Health officials are investigating whether a man who died after being turned away from receiving dialysis treatment at Princess Margaret Hospital (PMH) was consistent with his treatments, Minister of Health Dr. Duane Sands said yesterday.
“What we are trying to determine is the frequency of dialysis of the patient over the last two months relative to the prescribed or expected number of treatments and whether those missed treatments were as a result of challenges with the Dialysis Unit or because the patient himself did not present for dialysis,” Sands said.
“But certainly as we look there is a significant difference from the number of dialysis sessions that the patient should have had and the number of sessions that he did have.
“Ultimately, when the patient presented to the hospital it was impossible to dialyze him.
“There were other patients with similar needs who were being dialyzed.
“In the ensuing hours, the patient developed what we call pulmonary edema and ended up with a cardio pulmonary arrest.”
The patient, identified by his family as Neil Bethel, 25, was a father of one.
Stacey Cooper, his sister, said he attempted to receive treatment at the Dialysis Unit on Monday, but was turned away, along with 19 other people, due to a staff shortage. She said he was admitted to hospital later that night and died.

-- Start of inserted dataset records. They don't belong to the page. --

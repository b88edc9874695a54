//! Data models for the analysis queue.
//!
//! This module contains the job types that flow through the queue as well
//! as the findings reported back by the analysis engine.

use crate::queue::QueueError;
use serde::{Deserialize, Serialize};
use std::collections::{BTreeSet, HashMap};
use std::fmt;
use std::path::{Path, PathBuf};

/// Identifies the project that owns a queue and its jobs.
#[derive(Debug, Clone, PartialEq, Eq, Hash, Serialize, Deserialize)]
pub struct ProjectId(PathBuf);

impl ProjectId {
    pub fn new(root: impl Into<PathBuf>) -> Self {
        Self(root.into())
    }

    /// Root directory of the project.
    pub fn root(&self) -> &Path {
        &self.0
    }
}

impl fmt::Display for ProjectId {
    fn fmt(&self, f: &mut fmt::Formatter<'_>) -> fmt::Result {
        write!(f, "{}", self.0.display())
    }
}

/// Owning scope of a job (a module or component, relative to the project root).
#[derive(Debug, Clone, PartialEq, Eq, PartialOrd, Ord, Hash, Serialize, Deserialize)]
#[serde(transparent)]
pub struct ScopeId(String);

impl ScopeId {
    /// Scope of files that belong to no configured module.
    pub fn root() -> Self {
        Self(".".to_string())
    }

    pub fn as_str(&self) -> &str {
        &self.0
    }
}

impl From<&str> for ScopeId {
    fn from(s: &str) -> Self {
        let trimmed = s.trim_end_matches('/');
        if trimmed.is_empty() {
            Self::root()
        } else {
            Self(trimmed.to_string())
        }
    }
}

impl fmt::Display for ScopeId {
    fn fmt(&self, f: &mut fmt::Formatter<'_>) -> fmt::Result {
        write!(f, "{}", self.0)
    }
}

/// Why an analysis was requested.
#[derive(Debug, Clone, Copy, PartialEq, Eq, Hash, Serialize, Deserialize)]
#[serde(rename_all = "snake_case")]
pub enum TriggerType {
    /// Explicit user action.
    Action,
    /// File saved.
    Save,
    /// Editor content changed.
    EditorChange,
    /// File opened in an editor.
    EditorOpen,
    /// Project bound to a remote server.
    Binding,
    /// Analysis settings changed.
    ConfigChange,
    /// Project opened.
    Startup,
}

impl TriggerType {
    /// Returns true for triggers a user asked for explicitly.
    pub fn is_manual(&self) -> bool {
        matches!(self, TriggerType::Action)
    }
}

impl fmt::Display for TriggerType {
    fn fmt(&self, f: &mut fmt::Formatter<'_>) -> fmt::Result {
        match self {
            TriggerType::Action => write!(f, "action"),
            TriggerType::Save => write!(f, "save"),
            TriggerType::EditorChange => write!(f, "editor change"),
            TriggerType::EditorOpen => write!(f, "editor open"),
            TriggerType::Binding => write!(f, "binding"),
            TriggerType::ConfigChange => write!(f, "config change"),
            TriggerType::Startup => write!(f, "startup"),
        }
    }
}

impl std::str::FromStr for TriggerType {
    type Err = String;

    fn from_str(s: &str) -> Result<Self, Self::Err> {
        match s.to_lowercase().replace(['-', ' '], "_").as_str() {
            "action" | "manual" => Ok(TriggerType::Action),
            "save" => Ok(TriggerType::Save),
            "editor_change" | "change" => Ok(TriggerType::EditorChange),
            "editor_open" | "open" => Ok(TriggerType::EditorOpen),
            "binding" => Ok(TriggerType::Binding),
            "config_change" | "config" => Ok(TriggerType::ConfigChange),
            "startup" => Ok(TriggerType::Startup),
            other => Err(format!("unknown trigger type: {}", other)),
        }
    }
}

/// A unit of requested analysis work: a set of files in one scope.
#[derive(Debug, Clone, PartialEq, Eq)]
pub struct Job {
    project: ProjectId,
    scope: ScopeId,
    files: BTreeSet<PathBuf>,
    trigger: TriggerType,
}

impl Job {
    /// Creates a job, rejecting an empty file set.
    pub fn new(
        project: ProjectId,
        scope: ScopeId,
        files: impl IntoIterator<Item = PathBuf>,
        trigger: TriggerType,
    ) -> Result<Self, QueueError> {
        let files: BTreeSet<PathBuf> = files.into_iter().collect();
        if files.is_empty() {
            return Err(QueueError::InvalidJob("no files to analyze".to_string()));
        }

        Ok(Self {
            project,
            scope,
            files,
            trigger,
        })
    }

    /// Combines a queued job with a newer one for the same scope.
    ///
    /// Files are unioned. A manual trigger on either side wins; otherwise the
    /// queued job keeps its trigger.
    pub fn merge(earlier: &Job, later: &Job) -> Job {
        let trigger = if later.trigger.is_manual() && !earlier.trigger.is_manual() {
            later.trigger
        } else {
            earlier.trigger
        };

        Job {
            project: earlier.project.clone(),
            scope: earlier.scope.clone(),
            files: earlier.files.union(&later.files).cloned().collect(),
            trigger,
        }
    }

    pub fn project(&self) -> &ProjectId {
        &self.project
    }

    pub fn scope(&self) -> &ScopeId {
        &self.scope
    }

    pub fn files(&self) -> &BTreeSet<PathBuf> {
        &self.files
    }

    pub fn trigger(&self) -> TriggerType {
        self.trigger
    }
}

/// Severity level of a finding.
#[derive(Debug, Clone, Copy, PartialEq, Eq, PartialOrd, Ord, Hash, Serialize, Deserialize)]
#[serde(rename_all = "lowercase")]
pub enum Severity {
    /// Low severity - style issues, minor suggestions
    Low,
    /// Medium severity - code quality issues, potential bugs
    Medium,
    /// High severity - bugs, security concerns
    High,
    /// Critical severity - security vulnerabilities, major bugs
    Critical,
}

impl fmt::Display for Severity {
    fn fmt(&self, f: &mut fmt::Formatter<'_>) -> fmt::Result {
        match self {
            Severity::Low => write!(f, "Low"),
            Severity::Medium => write!(f, "Medium"),
            Severity::High => write!(f, "High"),
            Severity::Critical => write!(f, "Critical"),
        }
    }
}

impl Severity {
    /// Returns an emoji representation of the severity.
    pub fn emoji(&self) -> &'static str {
        match self {
            Severity::Low => "🟢",
            Severity::Medium => "🟡",
            Severity::High => "🟠",
            Severity::Critical => "🔴",
        }
    }

    /// Lenient parse of engine-provided severities. Unknown values map to Medium.
    pub fn from_engine(s: &str) -> Self {
        match s.to_lowercase().as_str() {
            "critical" | "blocker" => Severity::Critical,
            "high" | "major" | "error" => Severity::High,
            "low" | "minor" | "info" | "note" => Severity::Low,
            _ => Severity::Medium,
        }
    }
}

/// A single finding reported by the analysis engine.
#[derive(Debug, Clone, PartialEq, Serialize, Deserialize)]
pub struct Issue {
    /// Path to the file containing the issue (relative to the project root).
    pub file_path: String,
    /// Line number of the issue (1-indexed, 0 when unknown).
    pub line: usize,
    pub severity: Severity,
    /// Rule key or category reported by the engine.
    pub rule: String,
    pub message: String,
}

/// Result of running one dequeued job through the engine.
#[derive(Debug, Clone, Serialize, Deserialize)]
pub struct JobOutcome {
    pub scope: ScopeId,
    pub trigger: TriggerType,
    /// Target files, relative to the project root.
    pub files: Vec<String>,
    pub issues: Vec<Issue>,
    /// Engine error message if the job failed.
    #[serde(skip_serializing_if = "Option::is_none")]
    pub error: Option<String>,
    pub duration_seconds: f64,
}

impl JobOutcome {
    pub fn is_success(&self) -> bool {
        self.error.is_none()
    }
}

/// Summary of findings across all jobs.
#[derive(Debug, Clone, Default, Serialize, Deserialize)]
pub struct IssueSummary {
    pub total: usize,
    pub critical: usize,
    pub high: usize,
    pub medium: usize,
    pub low: usize,
    /// Issues grouped by rule.
    pub by_rule: HashMap<String, usize>,
}

impl IssueSummary {
    /// Creates a summary from a list of issues.
    pub fn from_issues<'a>(issues: impl IntoIterator<Item = &'a Issue>) -> Self {
        let mut summary = Self::default();

        for issue in issues {
            summary.total += 1;
            match issue.severity {
                Severity::Critical => summary.critical += 1,
                Severity::High => summary.high += 1,
                Severity::Medium => summary.medium += 1,
                Severity::Low => summary.low += 1,
            }

            *summary.by_rule.entry(issue.rule.clone()).or_insert(0) += 1;
        }

        summary
    }
}

#[cfg(test)]
mod tests {
    use super::*;

    fn job(scope: &str, files: &[&str], trigger: TriggerType) -> Job {
        Job::new(
            ProjectId::new("/work/project"),
            ScopeId::from(scope),
            files.iter().map(PathBuf::from),
            trigger,
        )
        .unwrap()
    }

    #[test]
    fn test_job_rejects_empty_files() {
        let result = Job::new(
            ProjectId::new("/work/project"),
            ScopeId::root(),
            Vec::<PathBuf>::new(),
            TriggerType::Save,
        );
        assert!(matches!(result, Err(QueueError::InvalidJob(_))));
    }

    #[test]
    fn test_merge_unions_files() {
        let a = job("core", &["core/a.rs", "core/b.rs"], TriggerType::Save);
        let b = job("core", &["core/b.rs", "core/c.rs"], TriggerType::Save);

        let merged = Job::merge(&a, &b);
        let files: Vec<_> = merged.files().iter().map(|p| p.to_str().unwrap()).collect();
        assert_eq!(files, vec!["core/a.rs", "core/b.rs", "core/c.rs"]);
        assert_eq!(merged.scope().as_str(), "core");
    }

    #[test]
    fn test_merge_manual_trigger_wins() {
        let auto = job("core", &["a.rs"], TriggerType::Save);
        let manual = job("core", &["b.rs"], TriggerType::Action);

        assert_eq!(Job::merge(&auto, &manual).trigger(), TriggerType::Action);
        assert_eq!(Job::merge(&manual, &auto).trigger(), TriggerType::Action);
    }

    #[test]
    fn test_merge_keeps_earlier_automatic_trigger() {
        let open = job("core", &["a.rs"], TriggerType::EditorOpen);
        let save = job("core", &["b.rs"], TriggerType::Save);

        assert_eq!(Job::merge(&open, &save).trigger(), TriggerType::EditorOpen);
        // Inputs are untouched.
        assert_eq!(open.files().len(), 1);
        assert_eq!(save.files().len(), 1);
    }

    #[test]
    fn test_trigger_from_str() {
        assert_eq!("ACTION".parse::<TriggerType>(), Ok(TriggerType::Action));
        assert_eq!("editor-change".parse::<TriggerType>(), Ok(TriggerType::EditorChange));
        assert_eq!("config".parse::<TriggerType>(), Ok(TriggerType::ConfigChange));
        assert!("later".parse::<TriggerType>().is_err());
    }

    #[test]
    fn test_trigger_serde_snake_case() {
        let json = serde_json::to_string(&TriggerType::EditorOpen).unwrap();
        assert_eq!(json, "\"editor_open\"");
    }

    #[test]
    fn test_scope_from_str() {
        assert_eq!(ScopeId::from("crates/core/").as_str(), "crates/core");
        assert_eq!(ScopeId::from(""), ScopeId::root());
    }

    #[test]
    fn test_severity_ordering() {
        assert!(Severity::Low < Severity::Medium);
        assert!(Severity::Medium < Severity::High);
        assert!(Severity::High < Severity::Critical);
    }

    #[test]
    fn test_severity_from_engine() {
        assert_eq!(Severity::from_engine("BLOCKER"), Severity::Critical);
        assert_eq!(Severity::from_engine("major"), Severity::High);
        assert_eq!(Severity::from_engine("info"), Severity::Low);
        assert_eq!(Severity::from_engine("whatever"), Severity::Medium);
    }

    #[test]
    fn test_issue_summary() {
        let issue = |severity, rule: &str| Issue {
            file_path: "src/lib.rs".to_string(),
            line: 1,
            severity,
            rule: rule.to_string(),
            message: String::new(),
        };
        let issues = vec![
            issue(Severity::Critical, "S2068"),
            issue(Severity::High, "S1481"),
            issue(Severity::Low, "S2068"),
        ];

        let summary = IssueSummary::from_issues(&issues);
        assert_eq!(summary.total, 3);
        assert_eq!(summary.critical, 1);
        assert_eq!(summary.high, 1);
        assert_eq!(summary.low, 1);
        assert_eq!(summary.by_rule.get("S2068"), Some(&2));
    }
}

Sands said this is a “most unfortunate situation”.
“This incident puts a face and a name to years of institutional inertia,” he said.
“I wish that we could fix it with the snap of a hand.”
The Guardian has reported that the Dialysis Unit was in crisis due to a shortage of trained nurses, dialysis machines plagued with operational failures, a leaky ceiling, flooding and a malfunctioning air conditioning system.
Sands said the ministry has to find solutions for the challenges the unit faces.